Does years of education predict wage? The simplest regression structure: one continuous outcome regressed on one continuous predictor, nothing held constant. As an MCPower formula this is wage ~ years_education: one predictor, no covariates, no interactions.

Variations

  • Dial the expected association up or down by changing the effect: years_education=0.10 for a small relationship, years_education=0.40 for a large one (the medium benchmark is 0.25).
  • Searching for the sample size that reaches 80% power instead of scoring a fixed N? Swap find_power(sample_size=150, ...) for find_sample_size(target_test="years_education", from_size=30, to_size=300, by=10).
  • Same design, other fields:
    • Clinical: pain_score ~ dose_level — linear trend of pain score across an escalating drug dose; same single-predictor OLS structure.
    • Ecology: plant_biomass ~ rainfall — does annual rainfall predict plant biomass across sites? Same formula shape, continuous environmental predictor.

Not this setup?

If you'd rather have…

Copy-paste setup

from mcpower import MCPower

# Simple linear regression: one continuous outcome, one continuous predictor.
model = MCPower("wage = years_education")

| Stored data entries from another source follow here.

impl Application {
    /// Application with no providers and no bootstraps.
    pub fn new(settings: KernelSettings) -> Self {
        let phase = PhaseTracker::new();
        let container = Arc::new(Container::new());
        let configs = Arc::new(ConfigCache::new(&settings, container.clone(), phase.clone()));
        Self {
            settings: Arc::new(settings),
            phase,
            cancel: CancelSignal::new(),
            container,
            configs,
            providers: Vec::new(),
            bootstrap_registry: BootstrapRegistry::new(),
            bootstraps: Vec::new(),
            discovery: None,
            started: false,
        }
    }

    pub fn builder() -> ApplicationBuilder {
        ApplicationBuilder::default()
    }

    pub fn settings(&self) -> &KernelSettings {
        &self.settings
    }

    pub fn phase(&self) -> Phase {
        self.phase.current()
    }

    pub fn is_running(&self) -> bool {
        self.phase.is_running()
    }

    /// Read-only handle on the phase, e.g. to wait for `Running` elsewhere.
    pub fn phase_tracker(&self) -> PhaseTracker {
        self.phase.clone()
    }

    /// Signal that aborts an in-flight [`start`](Self::start).
    pub fn cancel_signal(&self) -> CancelSignal {
        self.cancel.clone()
    }

    pub fn container(&self) -> &Arc<Container> {
        &self.container
    }

    pub fn configs(&self) -> &Arc<ConfigCache> {
        &self.configs
    }

    pub fn resolve<T>(&self) -> std::result::Result<Arc<T>, ContainerError>
    where
        T: ?Sized + Send + Sync + 'static,
    {
        self.container.resolve::<T>()
    }

    pub fn try_resolve_by_capability<C>(&self) -> Option<Arc<C>>
    where
        C: ?Sized + Send + Sync + 'static,
    {
        self.container.try_resolve_by_capability::<C>()
    }

    pub fn is_capability_bound<C>(&self) -> bool
    where
        C: ?Sized + 'static,
    {
        self.container.is_capability_bound::<C>()
    }

    /// Bootstrap registry; entries added after `start` are never discovered.
    pub fn bootstrap_registry_mut(&mut self) -> &mut BootstrapRegistry {
        &mut self.bootstrap_registry
    }

    /// Add a provider at the end of the order.
    ///
    /// Returns `false` if this exact provider is already registered. A provider
    /// added after startup began only receives hooks of phases not yet run.
    pub fn register_service_provider(&mut self, provider: Arc<dyn ServiceProvider>) -> bool {
        if self.providers.iter().any(|existing| Arc::ptr_eq(existing, &provider)) {
            log::debug!("Provider '{}' is already registered", provider.name());
            return false;
        }
        if self.started {
            log::warn!(
                "Provider '{}' registered during {}; earlier phases will not run for it",
                provider.name(),
                self.phase()
            );
        }
        self.providers.push(provider);
        true
    }

    pub fn provider_names(&self) -> Vec<String> {
        self.providers.iter().map(|p| p.name().to_string()).collect()
    }

    /// Discovered bootstraps once started, registered ones before that.
    pub fn bootstrap_names(&self) -> Vec<String> {
        if self.discovery.is_some() {
            self.bootstraps.iter().map(|b| b.name().to_string()).collect()
        } else {
            self.bootstrap_registry.names().into_iter().map(String::from).collect()
        }
    }

    /// Bootstraps that failed to instantiate, once discovery has run.
    pub fn discovery_report(&self) -> Option<&DiscoveryReport> {
        self.discovery.as_ref()
    }

    pub fn framework_storage_path(&self) -> PathBuf {
        self.settings.framework_storage_path()
    }

    pub fn app_storage_path(&self) -> PathBuf {
        self.settings.app_storage_path()
    }

    /// Run every startup phase, ending in `Running`.
    ///
    /// Only the first call runs any hooks. A failing, timed-out or cancelled
    /// provider hook stops startup at that provider and the error is
    /// returned; phases already run are not rolled back.
    ///
    /// Later calls return `Ok(())` if startup reached `Running`, and
    /// [`Error::StartupIncomplete`] if the first start stopped short.
    pub async fn start(&mut self) -> Result<()> {
        if self.started {
            let phase = self.phase();
            log::info!("Application already started (phase {}); ignoring start", phase);
            if phase < Phase::Running {
                return Err(Error::StartupIncomplete { phase });
            }
            return Ok(());
        }
        self.started = true;
        log::info!("Starting {} v{}", constants::APP_NAME, constants::APP_VERSION);

        let result = self.run_startup().await;
        if let Err(e) = &result {
            log::error!("Startup did not complete: {}", e);
        }
        result
    }

    async fn run_startup(&mut self) -> Result<()> {
        self.phase.advance(Phase::Initializing)?;
        let (bootstraps, report) = self.bootstrap_registry.discover();
        log::info!(
            "Discovered {} bootstrap(s), {} failed",
            report.discovered.len(),
            report.failures.len()
        );
        self.bootstraps = bootstraps;
        self.discovery = Some(report);

        self.call_bootstraps("init", |b| b.init());
        let deadline = self.phase_deadline();
        for provider in self.providers.clone() {
            log::info!("[provider init] {}", provider.name());
            self.run_hook(Phase::Initializing, &provider, deadline, true, |p, ctx| async move {
                p.init(&ctx).await
            })
            .await?;
        }

        self.phase.advance(Phase::Registering)?;
        for provider in self.providers.clone() {
            log::info!("[provider register] {}", provider.name());
            self.register_provider(&provider)?;
        }

        self.phase.advance(Phase::Starting)?;
        let deadline = self.phase_deadline();
        for provider in self.providers.clone() {
            log::info!("[provider start] {}", provider.name());
            self.run_hook(Phase::Starting, &provider, deadline, true, |p, ctx| async move {
                p.start(&ctx).await
            })
            .await?;
        }
        log::info!("Framework startup finished");

        self.call_bootstraps("start", |b| b.start());
        self.phase.advance(Phase::Running)?;
        log::info!("Application startup finished");
        Ok(())
    }

    /// Close everything and move to `Terminated`.
    ///
    /// Does nothing unless the application is `Running`. Bootstraps quit
    /// first, then every provider closes in registration order, each with its
    /// own timeout. Failures are logged and collected, never propagated.
    pub async fn shutdown(&mut self) -> ShutdownReport {
        let mut report = ShutdownReport::default();
        let current = self.phase();
        if current != Phase::Running {
            log::info!("Shutdown requested in phase {}; nothing to close", current);
            return report;
        }
        report.ran = true;
        self.advance_for_shutdown(Phase::Closing);

        self.call_bootstraps("quit", |b| b.quit());

        for provider in self.providers.clone() {
            log::info!("[provider close] {}", provider.name());
            let deadline = self.phase_deadline();
            let outcome = self
                .run_hook(Phase::Closing, &provider, deadline, false, |p, ctx| async move {
                    p.close(&ctx).await
                })
                .await;
            match outcome {
                Ok(()) => report.closed.push(provider.name().to_string()),
                Err(e) => {
                    let source = match e {
                        Error::LifecyclePhaseFailure { source, .. } => source,
                        other => Box::new(other),
                    };
                    let failure = Error::ShutdownHook { provider: provider.name().to_string(), source };
                    log::error!("{}", failure);
                    report.failures.push(failure);
                }
            }
        }

        self.configs.clear();
        self.container.clear();
        self.advance_for_shutdown(Phase::Terminated);
        log::info!(
            "Shutdown finished: {} provider(s) closed, {} failure(s)",
            report.closed.len(),
            report.failures.len()
        );
        report
    }

    fn advance_for_shutdown(&self, next: Phase) {
        if let Err(e) = self.phase.advance(next) {
            log::error!("{}", e);
        }
    }

    fn phase_deadline(&self) -> Option<Instant> {
        self.settings.phase_timeout().map(|timeout| Instant::now() + timeout)
    }

    fn hook_context(&self, phase: Phase, deadline: Option<Instant>) -> HookContext {
        HookContext::new(
            phase,
            self.container.clone(),
            self.configs.clone(),
            self.settings.clone(),
            self.cancel.clone(),
            deadline,
        )
    }

    fn register_provider(&self, provider: &Arc<dyn ServiceProvider>) -> Result<()> {
        let outcome = panic::catch_unwind(AssertUnwindSafe(|| provider.register(&self.container)))
            .unwrap_or_else(|payload| {
                Err(Error::Other(format!("register panicked: {}", panic_message(payload.as_ref()))))
            });
        outcome.map_err(|source| {
            let e = Error::LifecyclePhaseFailure {
                phase: Phase::Registering,
                provider: provider.name().to_string(),
                source: Box::new(source),
            };
            log::error!("{}", e);
            e
        })
    }

    /// Run one provider hook on its own task, racing it against the deadline
    /// and, when `cancellable`, the cancel signal.
    async fn run_hook<F, Fut>(
        &self,
        phase: Phase,
        provider: &Arc<dyn ServiceProvider>,
        deadline: Option<Instant>,
        cancellable: bool,
        hook: F,
    ) -> Result<()>
    where
        F: FnOnce(Arc<dyn ServiceProvider>, HookContext) -> Fut,
        Fut: Future<Output = Result<()>> + Send + 'static,
    {
        let name = provider.name().to_string();
        if cancellable && self.cancel.is_cancelled() {
            let e = Error::PhaseCancelled { phase, provider: name };
            log::error!("{}", e);
            return Err(e);
        }

        let ctx = self.hook_context(phase, deadline);
        let mut task = tokio::spawn(hook(provider.clone(), ctx));
        let expired = async {
            match deadline {
                Some(deadline) => tokio::time::sleep_until(deadline).await,
                None => std::future::pending::<()>().await,
            }
        };

        let outcome = tokio::select! {
            biased;
            _ = self.cancel.cancelled(), if cancellable => {
                task.abort();
                Err(Error::PhaseCancelled { phase, provider: name })
            }
            joined = &mut task => match joined {
                Ok(Ok(())) => Ok(()),
                Ok(Err(source)) => Err(Error::LifecyclePhaseFailure {
                    phase,
                    provider: name,
                    source: Box::new(source),
                }),
                Err(join_error) => {
                    let message = if join_error.is_panic() {
                        format!("hook panicked: {}", panic_message(join_error.into_panic().as_ref()))
                    } else {
                        "hook task was cancelled".to_string()
                    };
                    Err(Error::LifecyclePhaseFailure {
                        phase,
                        provider: name,
                        source: Box::new(Error::Other(message)),
                    })
                }
            },
            _ = expired => {
                task.abort();
                Err(Error::PhaseTimeout {
                    phase,
                    provider: name,
                    timeout: self.settings.phase_timeout().unwrap_or_default(),
                })
            }
        };

        if let Err(e) = &outcome {
            if phase != Phase::Closing {
                log::error!("{}", e);
            }
        }
        outcome
    }

    fn call_bootstraps(&mut self, hook: &str, call: impl Fn(&mut dyn Bootstrap)) {
        for bootstrap in self.bootstraps.iter_mut() {
            let name = bootstrap.name();
            log::debug!("[bootstrap {}] {}", hook, name);
            let result = panic::catch_unwind(AssertUnwindSafe(|| call(bootstrap.as_mut())));
            if let Err(payload) = result {
                let e = BootstrapError::Panicked {
                    name: name.to_string(),
                    message: format!("{} hook: {}", hook, panic_message(payload.as_ref())),
                };
                log::error!("{}", e);
            }
        }
    }
}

# Expected effect on the standardised benchmark scale:
#   years_education=0.25 -> a medium association between years_education and wage.
model.set_effects("years_education=0.25")

# Power at N=150 with the OLS defaults (1600 sims, alpha=0.05, seed=2137).
model.find_power(sample_size=150, target_test="years_education")
suppressMessages(library(mcpower))

# Simple linear regression: one continuous outcome, one continuous predictor.
model <- MCPower$new("wage ~ years_education")

# Expected effect on the standardised benchmark scale:
#   years_education=0.25 -> a medium association between years_education and wage.
model$set_effects("years_education=0.25")

# Power at N=150 with the OLS defaults (1600 sims, alpha=0.05, seed=2137).
invisible(model$find_power(sample_size = 150, target_test = "years_education"))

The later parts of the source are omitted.